* **Your assignment**
Of the entries below, copy only those lines that contain the word "shared".
######
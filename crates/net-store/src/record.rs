//! Stored form of a network

use std::collections::BTreeMap;

use serde::{Deserialize, Serialize};

use netd_network_core::{ConfigMap, NetworkChange, NetworkRecord};

/// A network record with its shared config plus the node-specific values of
/// each member.
#[derive(Debug, Clone, PartialEq, Eq, Serialize, Deserialize)]
pub(crate) struct StoredNetwork {
    #[serde(flatten)]
    pub record: NetworkRecord,
    /// Node-specific values of members that have not written their own.
    #[serde(default, skip_serializing_if = "ConfigMap::is_empty")]
    pub node_defaults: ConfigMap,
    #[serde(default, skip_serializing_if = "BTreeMap::is_empty")]
    pub node_config: BTreeMap<String, ConfigMap>,
}

impl StoredNetwork {
    pub fn new(record: NetworkRecord, node_defaults: ConfigMap) -> Self {
        Self {
            record,
            node_defaults,
            node_config: BTreeMap::new(),
        }
    }

    /// The record as member `node` sees it.
    pub fn view(&self, node: &str) -> NetworkRecord {
        let mut record = self.record.clone();
        let own = self.node_config.get(node).unwrap_or(&self.node_defaults);
        record
            .config
            .extend(own.iter().map(|(key, value)| (key.clone(), value.clone())));
        record
    }

    pub fn apply(&mut self, node: &str, change: &NetworkChange) {
        if let Some(shared) = &change.shared {
            self.record.description = shared.description.clone();
            self.record.config = shared.config.clone();
        }
        self.node_config
            .insert(node.to_string(), change.node_config.clone());
    }
}

#[cfg(test)]
mod tests {
    use super::*;
    use netd_network_core::{NetworkPut, NetworkStatus};

    fn config(pairs: &[(&str, &str)]) -> ConfigMap {
        pairs
            .iter()
            .map(|(k, v)| (k.to_string(), v.to_string()))
            .collect()
    }

    fn stored() -> StoredNetwork {
        StoredNetwork::new(
            NetworkRecord {
                id: 1,
                name: "mv0".to_string(),
                driver: "macvlan".to_string(),
                description: String::new(),
                config: config(&[("mtu", "1500")]),
                status: NetworkStatus::Created,
            },
            config(&[("parent", "eth0")]),
        )
    }

    #[test]
    fn test_members_share_defaults_until_they_write() {
        let mut network = stored();
        assert_eq!(network.view("node2").config.get("parent").unwrap(), "eth0");

        network.apply(
            "node2",
            &NetworkChange {
                shared: None,
                node_config: config(&[("parent", "eth7")]),
            },
        );
        network.apply(
            "node1",
            &NetworkChange {
                shared: Some(NetworkPut::new("uplink", config(&[("mtu", "9000")]))),
                node_config: ConfigMap::new(),
            },
        );

        let on_node1 = network.view("node1");
        assert_eq!(on_node1.description, "uplink");
        assert_eq!(on_node1.config, config(&[("mtu", "9000")]));

        assert_eq!(
            network.view("node2").config,
            config(&[("mtu", "9000"), ("parent", "eth7")])
        );
        assert_eq!(
            network.view("node3").config,
            config(&[("mtu", "9000"), ("parent", "eth0")])
        );
    }

    #[test]
    fn test_json_keeps_record_fields_at_top_level() {
        let json = serde_json::to_value(stored()).unwrap();
        assert_eq!(json["type"], "macvlan");
        assert_eq!(json["node_defaults"]["parent"], "eth0");
        assert!(json.get("node_config").is_none());

        let parsed: StoredNetwork = serde_json::from_value(json).unwrap();
        assert_eq!(parsed, stored());
    }
}
//! Network config validation
//!
//! Every driver contributes a set of per-key rules. The validator merges them
//! with the rules common to all drivers, runs each rule against the config and
//! rejects keys that no rule covers, except free-form `user.` keys.

use std::collections::btree_map;
use std::collections::BTreeMap;
use std::sync::Arc;

use thiserror::Error;

use crate::error::{NetworkError, ValidationError};
use crate::ConfigMap;

/// Prefix of config keys that are never validated.
pub const USER_KEY_PREFIX: &str = "user.";

/// Rejection reason returned by a single rule.
#[derive(Debug, Clone, Error, PartialEq, Eq)]
#[error("{0}")]
pub struct RuleViolation(pub String);

impl RuleViolation {
    pub fn new(reason: impl Into<String>) -> Self {
        Self(reason.into())
    }
}

pub type RuleResult = Result<(), RuleViolation>;

/// A rule receives the config value for its key, or an empty string when the
/// key is absent.
pub type Rule = Arc<dyn Fn(&str) -> RuleResult + Send + Sync>;

pub fn is_user_key(key: &str) -> bool {
    key.starts_with(USER_KEY_PREFIX)
}

/// Rules keyed by config key.
#[derive(Clone, Default)]
pub struct ValidationRules {
    rules: BTreeMap<String, Rule>,
}

impl ValidationRules {
    pub fn new() -> Self {
        Self::default()
    }

    /// Add a rule, replacing any existing rule for the same key.
    pub fn with<F>(mut self, key: impl Into<String>, rule: F) -> Self
    where
        F: Fn(&str) -> RuleResult + Send + Sync + 'static,
    {
        self.insert(key, rule);
        self
    }

    pub fn insert<F>(&mut self, key: impl Into<String>, rule: F)
    where
        F: Fn(&str) -> RuleResult + Send + Sync + 'static,
    {
        self.rules.insert(key.into(), Arc::new(rule));
    }

    /// Merge `other` into these rules. Rules from `other` win on collision.
    pub fn merge(mut self, other: ValidationRules) -> Self {
        self.rules.extend(other.rules);
        self
    }

    pub fn contains_key(&self, key: &str) -> bool {
        self.rules.contains_key(key)
    }

    pub fn keys(&self) -> impl Iterator<Item = &str> {
        self.rules.keys().map(String::as_str)
    }

    pub fn iter(&self) -> btree_map::Iter<'_, String, Rule> {
        self.rules.iter()
    }

    pub fn len(&self) -> usize {
        self.rules.len()
    }

    pub fn is_empty(&self) -> bool {
        self.rules.is_empty()
    }
}

impl std::fmt::Debug for ValidationRules {
    fn fmt(&self, f: &mut std::fmt::Formatter<'_>) -> std::fmt::Result {
        f.debug_set().entries(self.rules.keys()).finish()
    }
}

/// Rules shared by every driver. There are none at the moment; drivers
/// contribute all of theirs.
pub fn common_rules() -> ValidationRules {
    ValidationRules::new()
}

/// Validates network configs against common and driver rules.
#[derive(Debug, Clone)]
pub struct FieldValidator {
    common: ValidationRules,
}

impl FieldValidator {
    pub fn new() -> Self {
        Self::with_common_rules(common_rules())
    }

    fn with_common_rules(common: ValidationRules) -> Self {
        Self { common }
    }

    /// Validate `config` of network `network`.
    ///
    /// Rules run first, in key order, and the first rejection is returned.
    /// Unknown keys are only reported once every rule has passed.
    pub fn validate(
        &self,
        network: &str,
        config: &ConfigMap,
        driver_rules: ValidationRules,
    ) -> Result<(), NetworkError> {
        let rules = self.common.clone().merge(driver_rules);

        for (key, rule) in rules.iter() {
            let value = config.get(key).map(String::as_str).unwrap_or_default();
            rule(value).map_err(|violation| ValidationError::InvalidValue {
                network: network.to_string(),
                key: key.clone(),
                reason: violation.to_string(),
            })?;
        }

        if let Some(key) = config
            .keys()
            .find(|key| !rules.contains_key(key) && !is_user_key(key))
        {
            return Err(ValidationError::UnknownKey {
                network: network.to_string(),
                key: key.clone(),
            }
            .into());
        }

        Ok(())
    }
}

impl Default for FieldValidator {
    fn default() -> Self {
        Self::new()
    }
}

#[cfg(test)]
mod tests {
    use super::*;
    use crate::rules::{is_bool, optional};

    fn config(pairs: &[(&str, &str)]) -> ConfigMap {
        pairs
            .iter()
            .map(|(k, v)| (k.to_string(), v.to_string()))
            .collect()
    }

    fn rules() -> ValidationRules {
        ValidationRules::new()
            .with("ipv4.dhcp", optional(is_bool))
            .with("ipv6.dhcp", optional(is_bool))
    }

    #[test]
    fn test_valid_config_with_user_keys() {
        let validator = FieldValidator::new();
        let cfg = config(&[("ipv4.dhcp", "true"), ("user.owner", "ops team")]);
        assert!(validator.validate("lxdbr0", &cfg, rules()).is_ok());
    }

    #[test]
    fn test_absent_keys_are_checked_with_empty_value() {
        let validator = FieldValidator::new();
        let strict = ValidationRules::new().with("parent", |value: &str| {
            if value.is_empty() {
                Err(RuleViolation::new("required"))
            } else {
                Ok(())
            }
        });

        let err = validator
            .validate("macvlan0", &ConfigMap::new(), strict)
            .unwrap_err();
        assert!(err.to_string().contains("\"parent\""));
    }

    #[test]
    fn test_unknown_key_rejected() {
        let validator = FieldValidator::new();
        let cfg = config(&[("ipv4.dhcp", "true"), ("ipv4.dchp", "true")]);

        match validator.validate("lxdbr0", &cfg, rules()) {
            Err(NetworkError::Validation(ValidationError::UnknownKey { network, key })) => {
                assert_eq!(network, "lxdbr0");
                assert_eq!(key, "ipv4.dchp");
            }
            other => panic!("unexpected result: {:?}", other),
        }
    }

    #[test]
    fn test_rule_failure_wins_over_unknown_key() {
        let validator = FieldValidator::new();
        let cfg = config(&[("ipv4.dhcp", "maybe"), ("bogus", "1")]);

        match validator.validate("lxdbr0", &cfg, rules()) {
            Err(NetworkError::Validation(ValidationError::InvalidValue { key, .. })) => {
                assert_eq!(key, "ipv4.dhcp");
            }
            other => panic!("unexpected result: {:?}", other),
        }
    }

    #[test]
    fn test_driver_rules_override_common_rules() {
        let common = ValidationRules::new().with("mtu", |_: &str| {
            Err(RuleViolation::new("common rule should be replaced"))
        });
        let validator = FieldValidator::with_common_rules(common);
        let driver = ValidationRules::new().with("mtu", |_: &str| Ok(()));

        let cfg = config(&[("mtu", "1500")]);
        assert!(validator.validate("lxdbr0", &cfg, driver).is_ok());
    }

    #[test]
    fn test_error_message_names_network_and_key() {
        let validator = FieldValidator::new();
        let cfg = config(&[("ipv6.dhcp", "perhaps")]);
        let message = validator
            .validate("lxdbr0", &cfg, rules())
            .unwrap_err()
            .to_string();

        assert!(message.contains("\"lxdbr0\""));
        assert!(message.contains("\"ipv6.dhcp\""));
    }
}
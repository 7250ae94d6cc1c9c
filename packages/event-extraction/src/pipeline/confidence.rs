//! Confidence calculator: score fields and the whole extraction.
//!
//! Per-field confidence is a layer-weighted average over exactly the
//! layers whose value matches the merged value; layers that reported
//! something else never contribute. The merger's decisions say which
//! layers those are. Field-specific adjustments then shade the result,
//! and the overall score is a weighted mean with the critical fields
//! counted twice.

use chrono::{DateTime, NaiveDate, Utc};
use indexmap::IndexMap;

use crate::types::{Confidence, Field, LayerId, LayerOutput, MergeDecision, MergedRecord};

/// Tokens in an image path that mark it as image-like.
const IMAGE_PATH_TOKENS: &[&str] = &[
    ".jpg", ".jpeg", ".png", ".webp", ".gif", ".avif", "/image", "/img", "/photo", "/media",
    "/upload", "flyer", "poster",
];

/// Per-layer scoring weights.
///
/// Fixed except for the image-text entry, which callers may tune.
#[derive(Debug, Clone)]
pub struct LayerWeights {
    image_text: f32,
}

impl Default for LayerWeights {
    fn default() -> Self {
        Self {
            image_text: LayerId::ImageText.weight(),
        }
    }
}

impl LayerWeights {
    pub fn new() -> Self {
        Self::default()
    }

    /// Override the image-text weight.
    pub fn with_image_text(image_text: f32) -> Self {
        Self {
            image_text: image_text.clamp(0.0, 1.0),
        }
    }

    /// Weight of one layer.
    pub fn weight(&self, layer: LayerId) -> f32 {
        match layer {
            LayerId::ImageText => self.image_text,
            other => other.weight(),
        }
    }
}

/// Score every merged field from the layers that back it.
///
/// Each decision's winners are the layers whose value matches the
/// merged one; their reported confidences are averaged under the layer
/// weights, then shaded by the field-specific adjustments.
pub fn score_fields(
    outputs: &[LayerOutput],
    merged: &MergedRecord,
    decisions: &[MergeDecision],
    weights: &LayerWeights,
    now: DateTime<Utc>,
) -> IndexMap<Field, Confidence> {
    let mut scores = IndexMap::new();
    for decision in decisions {
        let agreeing: Vec<(LayerId, Confidence)> = outputs
            .iter()
            .filter(|o| decision.winners.contains(&o.layer))
            .filter_map(|o| o.confidence_of(decision.field).map(|c| (o.layer, c)))
            .collect();
        if let Some(base) = weighted_average(&agreeing, weights) {
            scores.insert(
                decision.field,
                adjust_for_field(decision.field, base, merged, now),
            );
        }
    }
    scores
}

/// Overall confidence: weighted mean over present fields, critical
/// fields counted twice.
pub fn overall(confidences: &IndexMap<Field, Confidence>) -> Confidence {
    if confidences.is_empty() {
        return Confidence::MIN;
    }
    let mut weighted_sum = 0.0f32;
    let mut weight_total = 0.0f32;
    for (field, confidence) in confidences {
        let weight = if field.is_critical() { 2.0 } else { 1.0 };
        weighted_sum += confidence.get() as f32 * weight;
        weight_total += weight;
    }
    Confidence::new((weighted_sum / weight_total).round() as u8)
}

/// Layer-weighted average of agreeing confidences.
fn weighted_average(
    agreeing: &[(LayerId, Confidence)],
    weights: &LayerWeights,
) -> Option<Confidence> {
    if agreeing.is_empty() {
        return None;
    }
    let mut weighted_sum = 0.0f32;
    let mut weight_total = 0.0f32;
    for (layer, confidence) in agreeing {
        let weight = weights.weight(*layer);
        weighted_sum += confidence.get() as f32 * weight;
        weight_total += weight;
    }
    if weight_total == 0.0 {
        return None;
    }
    Some(Confidence::new((weighted_sum / weight_total).round() as u8))
}

/// Field-specific shading of the derived score.
fn adjust_for_field(
    field: Field,
    base: Confidence,
    merged: &MergedRecord,
    now: DateTime<Utc>,
) -> Confidence {
    match field {
        Field::Title => {
            let len = merged
                .title
                .as_deref()
                .map(|t| t.chars().count())
                .unwrap_or(0);
            if !(3..=200).contains(&len) {
                base.adjust(-30)
            } else if !(5..=120).contains(&len) {
                base.adjust(-15)
            } else {
                base
            }
        }
        Field::Date => match merged.date.as_deref().and_then(parse_iso_date) {
            Some(date) => {
                let delta = date.signed_duration_since(now.date_naive()).num_days();
                if (-30..=365).contains(&delta) {
                    base.adjust(10)
                } else {
                    base.adjust(-20)
                }
            }
            None => base.adjust(-40),
        },
        Field::Address => {
            if merged.address.as_deref().is_some_and(|a| a.contains(',')) {
                base.adjust(10)
            } else {
                base
            }
        }
        Field::ImageUrls => {
            let image_like = merged.image_urls.as_ref().is_some_and(|urls| {
                urls.iter().any(|u| {
                    let lowered = u.to_lowercase();
                    IMAGE_PATH_TOKENS.iter().any(|t| lowered.contains(t))
                })
            });
            if image_like {
                base.adjust(5)
            } else {
                base
            }
        }
        _ => base,
    }
}

fn parse_iso_date(raw: &str) -> Option<NaiveDate> {
    if let Ok(date) = NaiveDate::parse_from_str(raw, "%Y-%m-%d") {
        return Some(date);
    }
    DateTime::parse_from_rfc3339(raw)
        .ok()
        .map(|dt| dt.date_naive())
}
######
* **Written answer**
/// A network record with its shared config plus the node-specific values of
        if let Some(shared) = &change.shared {
            self.record.description = shared.description.clone();
            self.record.config = shared.config.clone();
                shared: None,
                shared: Some(NetworkPut::new("uplink", config(&[("mtu", "9000")]))),
/// Rules shared by every driver. There are none at the moment; drivers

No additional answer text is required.